Exercise goal: Would you please transcribe, exactly as written, the lines of the entries below starting at the one that holds "pub fn verify_iconset(dir: &Path, sizes: &[SizeSpec])" and ending at the one that holds "for entry in", both included?

(Stored items)
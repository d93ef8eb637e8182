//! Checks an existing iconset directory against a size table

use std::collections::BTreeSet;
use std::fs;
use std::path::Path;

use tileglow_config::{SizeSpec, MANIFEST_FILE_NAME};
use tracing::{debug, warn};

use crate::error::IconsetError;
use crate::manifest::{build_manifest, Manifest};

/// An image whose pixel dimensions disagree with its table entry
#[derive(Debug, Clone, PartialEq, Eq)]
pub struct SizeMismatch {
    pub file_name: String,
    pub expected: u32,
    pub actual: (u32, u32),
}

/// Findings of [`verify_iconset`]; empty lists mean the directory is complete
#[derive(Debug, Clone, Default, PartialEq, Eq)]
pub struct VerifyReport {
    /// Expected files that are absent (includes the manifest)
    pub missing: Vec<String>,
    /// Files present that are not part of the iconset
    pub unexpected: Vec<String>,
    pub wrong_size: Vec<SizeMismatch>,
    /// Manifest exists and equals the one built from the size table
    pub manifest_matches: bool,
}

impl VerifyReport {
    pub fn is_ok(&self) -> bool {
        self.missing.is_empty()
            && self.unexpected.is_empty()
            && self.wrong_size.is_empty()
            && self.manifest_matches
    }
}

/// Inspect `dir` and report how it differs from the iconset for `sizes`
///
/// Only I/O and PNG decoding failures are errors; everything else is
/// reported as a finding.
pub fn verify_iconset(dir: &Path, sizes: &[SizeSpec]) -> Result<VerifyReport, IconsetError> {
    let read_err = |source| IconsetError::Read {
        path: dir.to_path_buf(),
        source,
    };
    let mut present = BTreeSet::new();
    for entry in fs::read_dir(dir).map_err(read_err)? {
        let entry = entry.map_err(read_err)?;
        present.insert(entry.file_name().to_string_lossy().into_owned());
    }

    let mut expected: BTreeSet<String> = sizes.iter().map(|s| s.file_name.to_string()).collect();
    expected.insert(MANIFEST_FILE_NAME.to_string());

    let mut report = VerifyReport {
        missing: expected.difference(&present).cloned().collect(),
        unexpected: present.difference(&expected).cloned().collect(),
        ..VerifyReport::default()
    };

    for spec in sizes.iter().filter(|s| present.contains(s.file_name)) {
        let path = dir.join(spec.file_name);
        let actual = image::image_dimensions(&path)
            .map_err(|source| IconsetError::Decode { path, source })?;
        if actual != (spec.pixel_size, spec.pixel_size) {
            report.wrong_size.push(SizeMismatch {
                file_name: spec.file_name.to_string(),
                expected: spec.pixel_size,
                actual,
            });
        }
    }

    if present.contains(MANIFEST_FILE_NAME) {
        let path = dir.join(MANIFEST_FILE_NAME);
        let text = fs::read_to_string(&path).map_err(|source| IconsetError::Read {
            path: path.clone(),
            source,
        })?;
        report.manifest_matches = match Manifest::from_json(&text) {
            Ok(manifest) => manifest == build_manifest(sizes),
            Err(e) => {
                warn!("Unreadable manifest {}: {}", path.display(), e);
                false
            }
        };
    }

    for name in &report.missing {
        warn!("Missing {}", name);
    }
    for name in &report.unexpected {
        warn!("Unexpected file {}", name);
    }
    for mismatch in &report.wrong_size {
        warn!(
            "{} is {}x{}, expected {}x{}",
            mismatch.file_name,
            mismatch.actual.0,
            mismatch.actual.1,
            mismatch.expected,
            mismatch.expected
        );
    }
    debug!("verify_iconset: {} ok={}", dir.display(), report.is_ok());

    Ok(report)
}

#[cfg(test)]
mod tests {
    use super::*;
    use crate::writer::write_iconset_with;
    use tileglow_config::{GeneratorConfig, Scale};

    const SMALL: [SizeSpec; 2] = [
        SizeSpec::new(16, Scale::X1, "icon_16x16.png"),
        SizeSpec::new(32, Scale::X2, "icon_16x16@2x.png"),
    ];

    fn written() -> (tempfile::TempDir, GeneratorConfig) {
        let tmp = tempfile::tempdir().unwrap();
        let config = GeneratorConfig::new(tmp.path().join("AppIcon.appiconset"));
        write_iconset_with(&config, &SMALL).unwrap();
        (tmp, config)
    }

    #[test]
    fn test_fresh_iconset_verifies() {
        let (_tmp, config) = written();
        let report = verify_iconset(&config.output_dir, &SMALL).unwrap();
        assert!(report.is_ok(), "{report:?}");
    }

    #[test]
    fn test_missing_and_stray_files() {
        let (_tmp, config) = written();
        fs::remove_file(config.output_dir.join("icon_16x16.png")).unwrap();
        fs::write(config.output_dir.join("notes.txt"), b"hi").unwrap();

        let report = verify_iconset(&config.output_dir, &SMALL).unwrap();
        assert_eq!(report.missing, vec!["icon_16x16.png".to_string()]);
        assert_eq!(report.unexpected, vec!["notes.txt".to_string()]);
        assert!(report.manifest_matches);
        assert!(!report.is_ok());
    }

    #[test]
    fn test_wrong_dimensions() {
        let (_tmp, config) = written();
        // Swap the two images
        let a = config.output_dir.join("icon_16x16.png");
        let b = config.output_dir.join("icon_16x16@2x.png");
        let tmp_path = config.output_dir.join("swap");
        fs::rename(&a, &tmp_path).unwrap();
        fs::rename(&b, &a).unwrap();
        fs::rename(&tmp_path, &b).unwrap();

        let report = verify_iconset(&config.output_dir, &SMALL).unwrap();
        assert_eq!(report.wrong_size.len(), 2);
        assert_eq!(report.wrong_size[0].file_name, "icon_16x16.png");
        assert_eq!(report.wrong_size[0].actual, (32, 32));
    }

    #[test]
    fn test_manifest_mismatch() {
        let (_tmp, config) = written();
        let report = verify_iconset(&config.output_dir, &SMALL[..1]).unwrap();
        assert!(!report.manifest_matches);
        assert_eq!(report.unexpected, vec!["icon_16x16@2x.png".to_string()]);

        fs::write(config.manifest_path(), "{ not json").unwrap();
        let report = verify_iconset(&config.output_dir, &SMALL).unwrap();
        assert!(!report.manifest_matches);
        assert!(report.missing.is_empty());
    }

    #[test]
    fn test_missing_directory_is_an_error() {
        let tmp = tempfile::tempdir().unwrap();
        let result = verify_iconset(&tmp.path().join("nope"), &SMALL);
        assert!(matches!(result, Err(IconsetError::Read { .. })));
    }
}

Written response:
pub fn verify_iconset(dir: &Path, sizes: &[SizeSpec]) -> Result<VerifyReport, IconsetError> {
    let read_err = |source| IconsetError::Read {
        path: dir.to_path_buf(),
        source,
    };
    let mut present = BTreeSet::new();
    for entry in fs::read_dir(dir).map_err(read_err)? {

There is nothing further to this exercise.